== Data records ==

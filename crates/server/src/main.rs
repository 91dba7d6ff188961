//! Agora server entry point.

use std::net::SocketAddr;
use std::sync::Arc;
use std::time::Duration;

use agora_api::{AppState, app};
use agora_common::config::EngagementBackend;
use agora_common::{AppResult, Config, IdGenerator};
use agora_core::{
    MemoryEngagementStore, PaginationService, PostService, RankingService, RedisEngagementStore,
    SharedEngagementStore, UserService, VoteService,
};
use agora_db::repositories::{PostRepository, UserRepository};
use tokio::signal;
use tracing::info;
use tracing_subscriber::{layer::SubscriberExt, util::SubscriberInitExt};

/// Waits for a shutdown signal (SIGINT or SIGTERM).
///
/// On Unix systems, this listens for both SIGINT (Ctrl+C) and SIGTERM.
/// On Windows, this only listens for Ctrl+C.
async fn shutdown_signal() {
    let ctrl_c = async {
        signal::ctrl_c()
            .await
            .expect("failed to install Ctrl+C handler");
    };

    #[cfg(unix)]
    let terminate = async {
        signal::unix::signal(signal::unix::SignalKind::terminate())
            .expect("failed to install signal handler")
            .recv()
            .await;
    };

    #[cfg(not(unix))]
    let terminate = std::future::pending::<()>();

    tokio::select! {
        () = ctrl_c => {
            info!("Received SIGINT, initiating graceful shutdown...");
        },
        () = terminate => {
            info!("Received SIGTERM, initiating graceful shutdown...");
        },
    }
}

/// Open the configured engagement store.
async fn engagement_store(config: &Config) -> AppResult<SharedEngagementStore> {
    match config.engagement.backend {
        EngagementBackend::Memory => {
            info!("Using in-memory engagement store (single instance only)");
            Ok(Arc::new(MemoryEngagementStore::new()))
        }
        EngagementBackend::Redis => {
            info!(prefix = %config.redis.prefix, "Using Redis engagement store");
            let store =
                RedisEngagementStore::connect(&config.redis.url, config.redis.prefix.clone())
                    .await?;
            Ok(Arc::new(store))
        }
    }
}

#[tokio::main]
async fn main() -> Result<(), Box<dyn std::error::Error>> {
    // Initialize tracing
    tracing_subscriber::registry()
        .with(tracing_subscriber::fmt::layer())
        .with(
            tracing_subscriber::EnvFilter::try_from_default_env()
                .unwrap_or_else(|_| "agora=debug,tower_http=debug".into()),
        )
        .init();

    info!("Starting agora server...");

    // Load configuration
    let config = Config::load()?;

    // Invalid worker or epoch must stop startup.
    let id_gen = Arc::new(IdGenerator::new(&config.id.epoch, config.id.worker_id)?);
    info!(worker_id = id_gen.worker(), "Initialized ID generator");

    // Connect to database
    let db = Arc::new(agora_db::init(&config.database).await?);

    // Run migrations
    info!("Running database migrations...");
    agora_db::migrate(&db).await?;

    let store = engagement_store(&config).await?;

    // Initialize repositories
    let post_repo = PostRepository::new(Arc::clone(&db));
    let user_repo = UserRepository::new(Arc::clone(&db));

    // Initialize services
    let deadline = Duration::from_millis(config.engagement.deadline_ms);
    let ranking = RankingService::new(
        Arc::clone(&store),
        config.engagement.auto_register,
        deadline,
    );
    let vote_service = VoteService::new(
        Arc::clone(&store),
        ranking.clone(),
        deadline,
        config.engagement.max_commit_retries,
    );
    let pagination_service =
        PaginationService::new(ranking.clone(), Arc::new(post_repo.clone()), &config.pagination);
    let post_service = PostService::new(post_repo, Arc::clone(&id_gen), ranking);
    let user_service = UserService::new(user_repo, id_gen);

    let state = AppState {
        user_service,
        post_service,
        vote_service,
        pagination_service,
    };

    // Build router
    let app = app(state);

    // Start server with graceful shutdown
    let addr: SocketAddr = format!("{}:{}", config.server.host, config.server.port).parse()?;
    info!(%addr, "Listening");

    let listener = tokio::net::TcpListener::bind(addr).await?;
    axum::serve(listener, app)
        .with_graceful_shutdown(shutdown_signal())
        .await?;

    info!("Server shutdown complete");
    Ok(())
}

===
== Data records ==

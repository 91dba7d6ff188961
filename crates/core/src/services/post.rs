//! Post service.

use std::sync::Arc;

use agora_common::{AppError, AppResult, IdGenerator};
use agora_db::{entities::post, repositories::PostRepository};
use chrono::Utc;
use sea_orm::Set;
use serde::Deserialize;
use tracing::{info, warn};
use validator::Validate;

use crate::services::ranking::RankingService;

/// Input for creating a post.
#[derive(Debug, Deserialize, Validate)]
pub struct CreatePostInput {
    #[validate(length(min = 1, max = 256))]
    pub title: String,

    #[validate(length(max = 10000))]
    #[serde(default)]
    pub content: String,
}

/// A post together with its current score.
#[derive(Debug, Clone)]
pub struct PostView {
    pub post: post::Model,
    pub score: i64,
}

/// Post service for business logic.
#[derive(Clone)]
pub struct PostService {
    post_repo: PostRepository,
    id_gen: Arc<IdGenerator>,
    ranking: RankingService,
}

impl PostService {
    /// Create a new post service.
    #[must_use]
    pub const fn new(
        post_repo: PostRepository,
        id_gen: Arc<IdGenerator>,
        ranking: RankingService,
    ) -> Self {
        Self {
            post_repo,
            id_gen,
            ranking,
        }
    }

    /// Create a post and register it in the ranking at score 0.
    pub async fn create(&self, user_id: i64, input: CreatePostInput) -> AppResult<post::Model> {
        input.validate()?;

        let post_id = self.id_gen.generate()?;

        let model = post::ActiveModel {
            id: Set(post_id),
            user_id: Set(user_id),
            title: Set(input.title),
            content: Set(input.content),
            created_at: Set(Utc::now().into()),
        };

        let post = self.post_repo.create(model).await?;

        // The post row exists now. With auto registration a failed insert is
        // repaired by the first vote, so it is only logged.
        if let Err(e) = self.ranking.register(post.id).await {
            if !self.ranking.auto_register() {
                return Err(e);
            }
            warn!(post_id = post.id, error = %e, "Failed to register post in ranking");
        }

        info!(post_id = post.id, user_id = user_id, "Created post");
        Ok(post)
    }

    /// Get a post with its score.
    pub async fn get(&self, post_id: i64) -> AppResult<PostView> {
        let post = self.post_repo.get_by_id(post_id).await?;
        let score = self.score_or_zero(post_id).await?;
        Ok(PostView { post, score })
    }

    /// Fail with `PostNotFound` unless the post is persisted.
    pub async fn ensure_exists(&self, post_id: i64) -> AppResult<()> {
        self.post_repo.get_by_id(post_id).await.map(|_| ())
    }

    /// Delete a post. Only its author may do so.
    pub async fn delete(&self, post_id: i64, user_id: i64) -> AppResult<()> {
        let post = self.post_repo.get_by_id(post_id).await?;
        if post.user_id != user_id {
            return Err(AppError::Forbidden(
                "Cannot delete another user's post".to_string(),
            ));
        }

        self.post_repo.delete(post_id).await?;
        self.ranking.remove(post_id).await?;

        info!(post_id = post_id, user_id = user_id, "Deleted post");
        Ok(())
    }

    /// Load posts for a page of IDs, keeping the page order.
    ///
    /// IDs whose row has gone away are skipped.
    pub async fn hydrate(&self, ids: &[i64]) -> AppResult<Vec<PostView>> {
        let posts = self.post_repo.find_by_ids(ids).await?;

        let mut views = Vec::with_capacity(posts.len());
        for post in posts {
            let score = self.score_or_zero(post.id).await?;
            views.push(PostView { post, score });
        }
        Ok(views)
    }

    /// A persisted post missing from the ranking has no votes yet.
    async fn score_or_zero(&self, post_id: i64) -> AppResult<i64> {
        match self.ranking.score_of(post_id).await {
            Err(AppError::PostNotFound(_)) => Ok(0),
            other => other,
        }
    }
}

===

■ Task description ■
If a line in the entries above contains "AppState", it counts toward the total; give only that total.

■ Response to the task ■
2